Archive for the ‘February, 2012’ Category

Underused Plot Possibilities?

Tuesday, February 28th, 2012

The other night at dinner FD and Mr. FD were talking about novels about cooking/food.  We really couldn’t come up with that many.  Sure, there are plenty of great individual scenes of cooking or eating in novels, but few are the novels that are specifically about food and cooking, with chefs as protagonists, or great gourmands or gourmets as romantic hero or evil villain.  And those book that did come to mind were mostly not by US authors.  There’s Like Water for Chocolate, and The Debt to Pleasure, and Hunger. But in the US?  Mr. FD reminded FD that Tony Bourdain has written novels with a lot of food and cooking — but also a lot of violence and crime, which end up as the main plot points.  And there are a number of mystery series with caterers or restaurant reviewers as protagonists.  Most of which are pretty bad, usually “cosy” in style and often interrupted by recipes that are really don’t move one toward the kitchen.  Its a shame, really, since the Rex Stout Nero Wolfe novels provide a real model of how to write about food in a way that makes readers look forward to their next meal.

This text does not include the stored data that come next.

use clap::Parser;
use std::path::PathBuf;

use crate::config::CacheConfig;
use crate::sim::SourceSettings;
use crate::core::clock::ClockTime;

// Build version with target info
const VERSION_INFO: &str = const_format::concatcp!(
    env!("CARGO_PKG_VERSION"), "\n",
    "Source: synthetic (fixed rate)\n",
    "Target: ", std::env::consts::ARCH, "-", std::env::consts::OS
);

/// Frame cache demo: synthetic source -> frame cache -> collecting sink
#[derive(Parser, Debug)]
#[command(author, version = VERSION_INFO, about, long_about = None)]
pub struct Args {
    /// Cache config JSON (default: framecache.json in the config directory)
    #[arg(long = "config", value_name = "FILE")]
    pub config: Option<PathBuf>,

    /// Custom configuration directory (overrides default platform paths)
    #[arg(short = 'c', long = "config-dir", value_name = "DIR")]
    pub config_dir: Option<PathBuf>,

    /// Write the effective cache config back to the config file
    #[arg(long = "write-config")]
    pub write_config: bool,

    /// Duration soft limit in milliseconds
    #[arg(long = "duration-limit", value_name = "MS")]
    pub duration_limit: Option<u64>,

    /// Byte soft limit
    #[arg(long = "size-limit", value_name = "BYTES")]
    pub size_limit: Option<u64>,

    /// Track the byte limit without evicting by size
    #[arg(long = "no-size-limit")]
    pub no_size_limit: bool,

    /// Read-ahead per range request in milliseconds
    #[arg(long = "lookahead", value_name = "MS")]
    pub lookahead: Option<u64>,

    /// Consumer wait timeout in milliseconds
    #[arg(long = "wait-timeout", value_name = "MS")]
    pub wait_timeout: Option<u64>,

    /// Synthetic source frame rate
    #[arg(long = "fps", default_value_t = 25)]
    pub fps: u32,

    /// Synthetic frame payload size in bytes
    #[arg(long = "frame-size", value_name = "BYTES", default_value_t = 64 * 1024)]
    pub frame_size: usize,

    /// Synthetic media length in seconds
    #[arg(long = "media-duration", value_name = "SECS", default_value_t = 10.0)]
    pub media_duration: f64,

    /// Seek to this position in seconds (can be specified multiple times)
    #[arg(short = 's', long = "seek", value_name = "SECS")]
    pub seeks: Vec<f64>,

    /// Stop position for every seek in seconds
    #[arg(long = "seek-stop", value_name = "SECS")]
    pub seek_stop: Option<f64>,

    /// Wall-clock time to play after each seek in seconds
    #[arg(short = 'p', long = "play", value_name = "SECS", default_value_t = 2.0)]
    pub play: f64,

    /// Pace the sink like a display (one frame duration per frame)
    #[arg(short = 'r', long = "realtime")]
    pub realtime: bool,

    /// Print final statistics as JSON
    #[arg(long = "stats-json")]
    pub stats_json: bool,

    /// Enable debug logging to file (default: framecache.log)
    #[arg(short = 'l', long = "log", value_name = "LOG_FILE")]
    pub log_file: Option<Option<PathBuf>>,

    /// Increase logging verbosity (default: warn, -v: info, -vv: debug, -vvv+: trace)
    #[arg(short = 'v', long = "verbose", action = clap::ArgAction::Count)]
    pub verbosity: u8,
}

impl Args {
    /// Command-line values win over the config file.
    pub fn apply_overrides(&self, config: &mut CacheConfig) {
        if let Some(ms) = self.duration_limit {
            config.duration_soft_limit_ms = ms;
        }
        if let Some(bytes) = self.size_limit {
            config.size_soft_limit = bytes;
        }
        if self.no_size_limit {
            config.enforce_size_limit = false;
        }
        if let Some(ms) = self.lookahead {
            config.lookahead_ms = ms;
        }
        if let Some(ms) = self.wait_timeout {
            config.wait_timeout_ms = ms;
        }
    }

    pub fn source_settings(&self) -> SourceSettings {
        SourceSettings {
            fps: self.fps.max(1),
            frame_size: self.frame_size,
            media_duration: ClockTime::from_seconds_f64(self.media_duration),
        }
    }

    /// Seek positions, starting at zero when none were given
    pub fn seek_positions(&self) -> Vec<ClockTime> {
        if self.seeks.is_empty() {
            return vec![ClockTime::ZERO];
        }
        self.seeks.iter().map(|&s| ClockTime::from_seconds_f64(s)).collect()
    }
}

#[cfg(test)]
mod tests {
    use super::*;

    #[test]
    fn test_overrides() {
        let args = Args::parse_from([
            "framecache",
            "--duration-limit",
            "3000",
            "--no-size-limit",
            "-s",
            "1.5",
            "-s",
            "7",
        ]);
        let mut config = CacheConfig::default();
        args.apply_overrides(&mut config);

        assert_eq!(config.duration_soft_limit_ms, 3000);
        assert!(!config.enforce_size_limit);
        assert_eq!(config.lookahead_ms, 2000);
        assert_eq!(
            args.seek_positions(),
            vec![ClockTime::from_mseconds(1500), ClockTime::from_seconds(7)]
        );
    }

    #[test]
    fn test_defaults() {
        let args = Args::parse_from(["framecache"]);
        assert_eq!(args.seek_positions(), vec![ClockTime::ZERO]);
        assert_eq!(args.source_settings().fps, 25);
        assert_eq!(args.source_settings().media_duration, ClockTime::from_seconds(10));
        assert!(args.log_file.is_none());
    }
}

Similarly, FD couldn’t think of a novel in which Leap Year Day was a plot point.   But a quick on-line search came up with a site that lists a few, including some from the nineteenth century (you may remember that the Pirates of Penzance turns on a Leap Year birthday).  Many of these books are for children, who may find the concept of Leap Year Day more interesting than adults, who may not be able to remember when the ideas of time and dates were still capable of causing wonder.

There are probably many other plot foci that aren’t being used very often, even as there are also plot lines that are used over and over again.

Politics and Mysteries

Saturday, February 11th, 2012

FD has been feeling even more down than usual about politics in the US.  There seems to be an increasing war against women and a more open (among certain segments of the right) bias against homosexuality.  But FD, like a lot of people, spends more time with entertainment than with politics, and a LOT of time reading mysteries.

Perhaps, though, reading mysteries can be a way to think about politics. FD remembers an early exposure to gay culture that happened by accident — FD checked out one of Joseph Hansen’s Dave Brandstetter novels from the local public library.  There’s a lot of information online about Hansen and his novels (the first Brandstetter was published in 1970) that gently invited heterosexual readers to expand their minds.  See, for example, this tribute to Hansen by fellow mystery writers. Hansen was not the first, and certainly not the last, writer to choose a gay protagonist and today many mystery writers also include gay characters who are not the main protagonist, because, after all, if one is building a realistic world, gays are going to have to be a part of it. Lesbian protagonists came a little later, as described by Lori Lake in this 2006 essay. There are many gay and lesbian novels being written today, one can find hundreds in a simple Amazon search.  The chance the average reader will find some at the local library is good, and so without even searching them out readers will get a more inclusive look at US culture.  FD suspects that just as gay characters in television shows and movies have helped to change attitudes, so do the gay characters in mystery novels.

Lots of writers have used mystery novels to make direct or indirect protests against the gender inequality in US culture; FD is particularly impressed by Sara Paretsky, whose blog and website aren’t updated too often, but is worth a look, and whose novels will appeal to any reader of mysteries.  Paretsky’s recent novel, Breakdown, includes an examination of right-wing media and its effects on US culture, within a novel that begins with teenage girls who are fanatic about a series of vampire novels.  Paretsky’s ability to fold so much of current cultural activity into a mystery novel is one reason for her popularity.  And unlike the uncertainties of real life, in a mystery novel the reader can usually hope that the good guys will win.

FD will keep worrying about the political situation, and keep reading mysteries, too.